--- START ---

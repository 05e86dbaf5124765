//! Warbit Warrior Registry Contract
//!
//! Durable per-warrior profile store: ownership, win/loss/draw counters and
//! an earnings cache. The contract is permissioned — only the admin or
//! authorized writers (in practice the battle contract) may record results,
//! so a player cannot inflate their own record.
//!
//! The `earnings` counter is a display cache of tokens won through battles;
//! the token contract itself remains the authoritative balance.

#![no_std]
#![allow(unexpected_cfgs)]

use soroban_sdk::{
    contract, contracterror, contractevent, contractimpl, contracttype, Address, Env,
};

// ---------------------------------------------------------------------------
// Constants
// ---------------------------------------------------------------------------

const PERSISTENT_BUMP_LEDGERS: u32 = 518_400; // ~30 days

// ---------------------------------------------------------------------------
// Error Types
// ---------------------------------------------------------------------------

#[contracterror]
#[derive(Copy, Clone, Debug, Eq, PartialEq, PartialOrd, Ord)]
#[repr(u32)]
pub enum Error {
    AlreadyInitialized = 1,
    NotInitialized = 2,
    NotAuthorized = 3,
    WarriorAlreadyExists = 4,
    WarriorNotFound = 5,
    InvalidAmount = 6,
    Overflow = 7,
}

// ---------------------------------------------------------------------------
// Storage Types
// ---------------------------------------------------------------------------

#[contracttype]
#[derive(Clone, Debug, Eq, PartialEq)]
pub struct WarriorProfile {
    pub owner: Address,
    pub wins: u32,
    pub losses: u32,
    pub draws: u32,
    /// Cached total of tokens won through settled battles.
    pub earnings: i128,
}

/// How a battle ended for one warrior.
#[contracttype]
#[derive(Copy, Clone, Debug, Eq, PartialEq)]
pub enum MatchOutcome {
    Win = 0,
    Loss = 1,
    Draw = 2,
}

#[contracttype]
pub enum DataKey {
    Admin,
    Authorized(Address),
    Warrior(u64),
}

// ---------------------------------------------------------------------------
// Events
// ---------------------------------------------------------------------------

#[contractevent]
pub struct WarriorRegistered {
    #[topic]
    pub warrior_id: u64,
    pub owner: Address,
}

#[contractevent]
pub struct ResultRecorded {
    #[topic]
    pub warrior_id: u64,
    pub outcome: MatchOutcome,
}

#[contractevent]
pub struct EarningsCredited {
    #[topic]
    pub warrior_id: u64,
    pub amount: i128,
}

#[contractevent]
pub struct WriterChanged {
    #[topic]
    pub addr: Address,
    pub authorized: bool,
}

// ---------------------------------------------------------------------------
// Contract
// ---------------------------------------------------------------------------

#[contract]
pub struct WarriorRegistry;

#[contractimpl]
impl WarriorRegistry {
    /// Initialize the registry with an admin. May only be called once.
    pub fn init(env: Env, admin: Address) -> Result<(), Error> {
        if env.storage().instance().has(&DataKey::Admin) {
            return Err(Error::AlreadyInitialized);
        }
        admin.require_auth();

        env.storage().instance().set(&DataKey::Admin, &admin);
        env.storage()
            .instance()
            .set(&DataKey::Authorized(admin), &true);
        Ok(())
    }

    /// Authorize or deauthorize an address (e.g., the battle contract) to
    /// record results and earnings.
    pub fn set_authorized(
        env: Env,
        admin: Address,
        addr: Address,
        auth: bool,
    ) -> Result<(), Error> {
        require_admin(&env, &admin)?;

        env.storage()
            .instance()
            .set(&DataKey::Authorized(addr.clone()), &auth);
        WriterChanged {
            addr,
            authorized: auth,
        }
        .publish(&env);
        Ok(())
    }

    /// Register a new warrior under `owner`. Ids are external (minted by the
    /// surrounding application); a taken id is rejected.
    pub fn register(env: Env, owner: Address, warrior_id: u64) -> Result<(), Error> {
        require_initialized(&env)?;
        owner.require_auth();

        let key = DataKey::Warrior(warrior_id);
        if env.storage().persistent().has(&key) {
            return Err(Error::WarriorAlreadyExists);
        }

        let profile = WarriorProfile {
            owner: owner.clone(),
            wins: 0,
            losses: 0,
            draws: 0,
            earnings: 0,
        };
        set_profile(&env, warrior_id, &profile);

        WarriorRegistered { warrior_id, owner }.publish(&env);
        Ok(())
    }

    /// Record a battle outcome against a warrior's counters.
    /// Only authorized writers can record results.
    pub fn record_result(
        env: Env,
        caller: Address,
        warrior_id: u64,
        outcome: MatchOutcome,
    ) -> Result<(), Error> {
        require_writer(&env, &caller)?;

        let mut profile = get_profile(&env, warrior_id)?;
        match outcome {
            MatchOutcome::Win => {
                profile.wins = profile.wins.checked_add(1).ok_or(Error::Overflow)?;
            }
            MatchOutcome::Loss => {
                profile.losses = profile.losses.checked_add(1).ok_or(Error::Overflow)?;
            }
            MatchOutcome::Draw => {
                profile.draws = profile.draws.checked_add(1).ok_or(Error::Overflow)?;
            }
        }
        set_profile(&env, warrior_id, &profile);

        ResultRecorded {
            warrior_id,
            outcome,
        }
        .publish(&env);
        Ok(())
    }

    /// Add settled winnings to a warrior's earnings cache.
    /// Only authorized writers can credit earnings.
    pub fn credit_earnings(
        env: Env,
        caller: Address,
        warrior_id: u64,
        amount: i128,
    ) -> Result<(), Error> {
        require_writer(&env, &caller)?;

        if amount <= 0 {
            return Err(Error::InvalidAmount);
        }

        let mut profile = get_profile(&env, warrior_id)?;
        profile.earnings = profile
            .earnings
            .checked_add(amount)
            .ok_or(Error::Overflow)?;
        set_profile(&env, warrior_id, &profile);

        EarningsCredited { warrior_id, amount }.publish(&env);
        Ok(())
    }

    /// View a warrior's profile.
    pub fn get_warrior(env: Env, warrior_id: u64) -> Result<WarriorProfile, Error> {
        require_initialized(&env)?;
        get_profile(&env, warrior_id)
    }
}

// ---------------------------------------------------------------------------
// Internal helpers
// ---------------------------------------------------------------------------

fn require_initialized(env: &Env) -> Result<(), Error> {
    if !env.storage().instance().has(&DataKey::Admin) {
        return Err(Error::NotInitialized);
    }
    Ok(())
}

fn require_admin(env: &Env, caller: &Address) -> Result<(), Error> {
    let admin: Address = env
        .storage()
        .instance()
        .get(&DataKey::Admin)
        .ok_or(Error::NotInitialized)?;
    caller.require_auth();
    if caller != &admin {
        return Err(Error::NotAuthorized);
    }
    Ok(())
}

/// Verify `caller` signed the invocation and is an authorized writer.
fn require_writer(env: &Env, caller: &Address) -> Result<(), Error> {
    require_initialized(env)?;
    caller.require_auth();

    if !env
        .storage()
        .instance()
        .get(&DataKey::Authorized(caller.clone()))
        .unwrap_or(false)
    {
        return Err(Error::NotAuthorized);
    }
    Ok(())
}

fn get_profile(env: &Env, warrior_id: u64) -> Result<WarriorProfile, Error> {
    env.storage()
        .persistent()
        .get(&DataKey::Warrior(warrior_id))
        .ok_or(Error::WarriorNotFound)
}

fn set_profile(env: &Env, warrior_id: u64, profile: &WarriorProfile) {
    let key = DataKey::Warrior(warrior_id);
    env.storage().persistent().set(&key, profile);
    env.storage()
        .persistent()
        .extend_ttl(&key, PERSISTENT_BUMP_LEDGERS, PERSISTENT_BUMP_LEDGERS);
}

// ---------------------------------------------------------------------------
// Tests
// ---------------------------------------------------------------------------

#[cfg(test)]
mod test;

--- END ---

● **What the exercise asks**: An exact copy of the material above is needed.

● **Exercise output**:
repository 05e86dbaf5124765
//! Warbit Warrior Registry Contract
//!
//! Durable per-warrior profile store: ownership, win/loss/draw counters and
//! an earnings cache. The contract is permissioned — only the admin or
//! authorized writers (in practice the battle contract) may record results,
//! so a player cannot inflate their own record.
//!
//! The `earnings` counter is a display cache of tokens won through battles;
//! the token contract itself remains the authoritative balance.

#![no_std]
#![allow(unexpected_cfgs)]

use soroban_sdk::{
    contract, contracterror, contractevent, contractimpl, contracttype, Address, Env,
};

// ---------------------------------------------------------------------------
// Constants
// ---------------------------------------------------------------------------

const PERSISTENT_BUMP_LEDGERS: u32 = 518_400; // ~30 days

// ---------------------------------------------------------------------------
// Error Types
// ---------------------------------------------------------------------------

#[contracterror]
#[derive(Copy, Clone, Debug, Eq, PartialEq, PartialOrd, Ord)]
#[repr(u32)]
pub enum Error {
    AlreadyInitialized = 1,
    NotInitialized = 2,
    NotAuthorized = 3,
    WarriorAlreadyExists = 4,
    WarriorNotFound = 5,
    InvalidAmount = 6,
    Overflow = 7,
}

// ---------------------------------------------------------------------------
// Storage Types
// ---------------------------------------------------------------------------

#[contracttype]
#[derive(Clone, Debug, Eq, PartialEq)]
pub struct WarriorProfile {
    pub owner: Address,
    pub wins: u32,
    pub losses: u32,
    pub draws: u32,
    /// Cached total of tokens won through settled battles.
    pub earnings: i128,
}

/// How a battle ended for one warrior.
#[contracttype]
#[derive(Copy, Clone, Debug, Eq, PartialEq)]
pub enum MatchOutcome {
    Win = 0,
    Loss = 1,
    Draw = 2,
}

#[contracttype]
pub enum DataKey {
    Admin,
    Authorized(Address),
    Warrior(u64),
}

// ---------------------------------------------------------------------------
// Events
// ---------------------------------------------------------------------------

#[contractevent]
pub struct WarriorRegistered {
    #[topic]
    pub warrior_id: u64,
    pub owner: Address,
}

#[contractevent]
pub struct ResultRecorded {
    #[topic]
    pub warrior_id: u64,
    pub outcome: MatchOutcome,
}

#[contractevent]
pub struct EarningsCredited {
    #[topic]
    pub warrior_id: u64,
    pub amount: i128,
}

#[contractevent]
pub struct WriterChanged {
    #[topic]
    pub addr: Address,
    pub authorized: bool,
}

// ---------------------------------------------------------------------------
// Contract
// ---------------------------------------------------------------------------

#[contract]
pub struct WarriorRegistry;

#[contractimpl]
impl WarriorRegistry {
    /// Initialize the registry with an admin. May only be called once.
    pub fn init(env: Env, admin: Address) -> Result<(), Error> {
        if env.storage().instance().has(&DataKey::Admin) {
            return Err(Error::AlreadyInitialized);
        }
        admin.require_auth();

        env.storage().instance().set(&DataKey::Admin, &admin);
        env.storage()
            .instance()
            .set(&DataKey::Authorized(admin), &true);
        Ok(())
    }

    /// Authorize or deauthorize an address (e.g., the battle contract) to
    /// record results and earnings.
    pub fn set_authorized(
        env: Env,
        admin: Address,
        addr: Address,
        auth: bool,
    ) -> Result<(), Error> {
        require_admin(&env, &admin)?;

        env.storage()
            .instance()
            .set(&DataKey::Authorized(addr.clone()), &auth);
        WriterChanged {
            addr,
            authorized: auth,
        }
        .publish(&env);
        Ok(())
    }

    /// Register a new warrior under `owner`. Ids are external (minted by the
    /// surrounding application); a taken id is rejected.
    pub fn register(env: Env, owner: Address, warrior_id: u64) -> Result<(), Error> {
        require_initialized(&env)?;
        owner.require_auth();

        let key = DataKey::Warrior(warrior_id);
        if env.storage().persistent().has(&key) {
            return Err(Error::WarriorAlreadyExists);
        }

        let profile = WarriorProfile {
            owner: owner.clone(),
            wins: 0,
            losses: 0,
            draws: 0,
            earnings: 0,
        };
        set_profile(&env, warrior_id, &profile);

        WarriorRegistered { warrior_id, owner }.publish(&env);
        Ok(())
    }

    /// Record a battle outcome against a warrior's counters.
    /// Only authorized writers can record results.
    pub fn record_result(
        env: Env,
        caller: Address,
        warrior_id: u64,
        outcome: MatchOutcome,
    ) -> Result<(), Error> {
        require_writer(&env, &caller)?;

        let mut profile = get_profile(&env, warrior_id)?;
        match outcome {
            MatchOutcome::Win => {
                profile.wins = profile.wins.checked_add(1).ok_or(Error::Overflow)?;
            }
            MatchOutcome::Loss => {
                profile.losses = profile.losses.checked_add(1).ok_or(Error::Overflow)?;
            }
            MatchOutcome::Draw => {
                profile.draws = profile.draws.checked_add(1).ok_or(Error::Overflow)?;
            }
        }
        set_profile(&env, warrior_id, &profile);

        ResultRecorded {
            warrior_id,
            outcome,
        }
        .publish(&env);
        Ok(())
    }

    /// Add settled winnings to a warrior's earnings cache.
    /// Only authorized writers can credit earnings.
    pub fn credit_earnings(
        env: Env,
        caller: Address,
        warrior_id: u64,
        amount: i128,
    ) -> Result<(), Error> {
        require_writer(&env, &caller)?;

        if amount <= 0 {
            return Err(Error::InvalidAmount);
        }

        let mut profile = get_profile(&env, warrior_id)?;
        profile.earnings = profile
            .earnings
            .checked_add(amount)
            .ok_or(Error::Overflow)?;
        set_profile(&env, warrior_id, &profile);

        EarningsCredited { warrior_id, amount }.publish(&env);
        Ok(())
    }

    /// View a warrior's profile.
    pub fn get_warrior(env: Env, warrior_id: u64) -> Result<WarriorProfile, Error> {
        require_initialized(&env)?;
        get_profile(&env, warrior_id)
    }
}

// ---------------------------------------------------------------------------
// Internal helpers
// ---------------------------------------------------------------------------

fn require_initialized(env: &Env) -> Result<(), Error> {
    if !env.storage().instance().has(&DataKey::Admin) {
        return Err(Error::NotInitialized);
    }
    Ok(())
}

fn require_admin(env: &Env, caller: &Address) -> Result<(), Error> {
    let admin: Address = env
        .storage()
        .instance()
        .get(&DataKey::Admin)
        .ok_or(Error::NotInitialized)?;
    caller.require_auth();
    if caller != &admin {
        return Err(Error::NotAuthorized);
    }
    Ok(())
}

/// Verify `caller` signed the invocation and is an authorized writer.
fn require_writer(env: &Env, caller: &Address) -> Result<(), Error> {
    require_initialized(env)?;
    caller.require_auth();

    if !env
        .storage()
        .instance()
        .get(&DataKey::Authorized(caller.clone()))
        .unwrap_or(false)
    {
        return Err(Error::NotAuthorized);
    }
    Ok(())
}

fn get_profile(env: &Env, warrior_id: u64) -> Result<WarriorProfile, Error> {
    env.storage()
        .persistent()
        .get(&DataKey::Warrior(warrior_id))
        .ok_or(Error::WarriorNotFound)
}

fn set_profile(env: &Env, warrior_id: u64, profile: &WarriorProfile) {
    let key = DataKey::Warrior(warrior_id);
    env.storage().persistent().set(&key, profile);
    env.storage()
        .persistent()
        .extend_ttl(&key, PERSISTENT_BUMP_LEDGERS, PERSISTENT_BUMP_LEDGERS);
}

// ---------------------------------------------------------------------------
// Tests
// ---------------------------------------------------------------------------

#[cfg(test)]
mod test;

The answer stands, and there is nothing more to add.